With a clear internal security framework in hand, it is easier to engage with vendors on how they can meet and align with the security safeguards that your organization needs to meet. Reputable vendors will be open to transparent conversations about their security strategy and what they’re doing to protect data.
Another important factor is understanding what data experts will need to access and process for their analysis. The vendor should enable the proper controls and access to your data and follow the principle of “least access.” For example, technologists monitoring data quality would have less access, defined by their role, than experts who may need more privileges for the purposes of viewing and analyzing data.
- Expertise
Privacy experts working in expert determination are highly skilled. They have backgrounds in data science, statistics and mathematics and often have advanced degrees in these areas. Repeated engagement with healthcare datasets enables qualified experts to understand use cases, see patterns, detect risks and make recommendations that clients can trust.
These experts create complex reports and analytics dossiers and should be able to clearly communicate the pros and cons of certain rules and requirements. This allows clients to obtain expert determinations that are fit-for-purpose and meet HIPAA compliance.
- Seamless integration
Even today, time-consuming email exchanges are often needed to engage in a single expert determination process. In addition, privacy experts can be disconnected from the remediation process used to apply their privacy rules to a dataset to render it de-identified, making the whole process longer and cumbersome.
New technologies are making it possible to seamlessly interface with experts and automated remediation. These advanced platforms also allow experts to remain independent. The platform will bring over rules from the expert determination report and apply them with automated remediation. Experts then verify the remediations and deliver final certifications at speed and scale.

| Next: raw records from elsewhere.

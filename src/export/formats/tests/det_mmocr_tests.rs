//! Tests for the MMOCR detection exporter.

use super::{TestProject, rect};
use crate::export::formats::DetMmocrExporter;
use crate::model::{Point, ShapeRecord};

#[test]
fn test_det_mm_document() {
    let mut project = TestProject::new();
    let image = project.add_image("1.jpg", 40, 30);
    project.confirm(
        &image,
        vec![
            rect("X", 2, 3, 10, 5),
            rect("Y", 20, 10, 4, 4).with_difficult(true),
        ],
    );

    let result = project.export(&DetMmocrExporter);
    assert_eq!(result.annotations_exported, 2);

    let doc: serde_json::Value = serde_json::from_str(&project.read("det_label.json")).unwrap();
    assert_eq!(doc["metainfo"]["dataset_type"], "TextDetDataset");
    assert_eq!(doc["metainfo"]["task_name"], "textdet");
    assert_eq!(doc["metainfo"]["category"][0]["name"], "text");

    let sample = &doc["data_list"][0];
    assert_eq!(sample["img_path"], "1.jpg");
    assert_eq!(sample["width"], 40);
    assert_eq!(sample["height"], 30);
    assert_eq!(sample["seg_map"], "1.txt");

    let first = &sample["instances"][0];
    assert_eq!(first["polygon"], serde_json::json!([2, 3, 12, 3, 12, 8, 2, 8]));
    assert_eq!(first["bbox"], serde_json::json!([2.0, 3.0, 12.0, 8.0]));
    assert_eq!(first["bbox_label"], 0);
    assert_eq!(first["ignore"], false);
    assert_eq!(sample["instances"][1]["ignore"], true);
}

#[test]
fn test_det_mm_polygon_keeps_point_order_and_full_bbox() {
    let mut project = TestProject::new();
    let image = project.add_image("1.jpg", 64, 64);
    let points = vec![
        Point::new(30, 5),
        Point::new(5, 5),
        Point::new(5, 20),
        Point::new(30, 20),
        Point::new(50, 40),
    ];
    project.confirm(&image, vec![ShapeRecord::new("poly", points)]);

    project.export(&DetMmocrExporter);

    let doc: serde_json::Value = serde_json::from_str(&project.read("det_label.json")).unwrap();
    let instance = &doc["data_list"][0]["instances"][0];
    assert_eq!(
        instance["polygon"],
        serde_json::json!([30, 5, 5, 5, 5, 20, 30, 20])
    );
    assert_eq!(instance["bbox"], serde_json::json!([5.0, 5.0, 50.0, 40.0]));
}

#[test]
fn test_det_mm_rerun_is_byte_identical() {
    let mut project = TestProject::new();
    for name in ["1.jpg", "2.jpg"] {
        let image = project.add_image(name, 24, 16);
        project.confirm(
            &image,
            vec![
                rect("ünï", 1, 1, 5, 5),
                rect("###", 8, 2, 6, 6).with_difficult(true),
            ],
        );
    }

    project.export(&DetMmocrExporter);
    let first = std::fs::read(project.project.join("det_label.json")).unwrap();
    project.export(&DetMmocrExporter);
    assert_eq!(
        std::fs::read(project.project.join("det_label.json")).unwrap(),
        first
    );
}
//! Filesystem helpers shared by the store and the exporters.

use std::fs;
use std::io;
use std::path::{Path, PathBuf};

use crate::constants::IMAGE_EXTENSIONS;

/// Write `contents` to `path` by way of a sibling temp file.
///
/// The target is only replaced once the temp file is fully written, so an
/// interrupted write leaves the previous file intact.
pub fn write_atomic(path: &Path, contents: &[u8]) -> io::Result<()> {
    if let Some(parent) = path.parent().filter(|p| !p.as_os_str().is_empty()) {
        fs::create_dir_all(parent)?;
    }

    let mut tmp_name = path.file_name().unwrap_or_default().to_os_string();
    tmp_name.push(".tmp");
    let tmp_path = path.with_file_name(tmp_name);

    fs::write(&tmp_path, contents)?;
    if let Err(e) = fs::rename(&tmp_path, path) {
        let _ = fs::remove_file(&tmp_path);
        return Err(e);
    }
    Ok(())
}

/// Whether the path has one of the supported image extensions.
pub fn is_image_file(path: &Path) -> bool {
    path.extension()
        .and_then(|ext| ext.to_str())
        .is_some_and(|ext| {
            IMAGE_EXTENSIONS
                .iter()
                .any(|known| known.eq_ignore_ascii_case(ext))
        })
}

/// List the images directly inside `dir`, sorted by path.
pub fn scan_images(dir: &Path) -> io::Result<Vec<PathBuf>> {
    let mut images: Vec<PathBuf> = fs::read_dir(dir)?
        .filter_map(|entry| entry.ok())
        .map(|entry| entry.path())
        .filter(|path| path.is_file() && is_image_file(path))
        .collect();
    images.sort();
    Ok(images)
}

Imagine this scenario: A simple login allows you to upload a dataset and instantly communicate with a human privacy expert. The expert communicates directly with you and works within the platform to complete an expert determination report. Remediations are automatically initiated in the technology platform as part of the same workflow. The expert is able to audit the remediations and certify your dataset as de-identified for third party data exchange. All this happens in a secure and transparent environment, allowing you to easily track and manage compliance for single or multiple datasets simultaneously.
In conclusion, when looking for expert determination, seek out privacy experts who make it easy to engage through a technology platform with the highest data security standards.
- In case you missed part 1: What does it mean to “de-identify” data?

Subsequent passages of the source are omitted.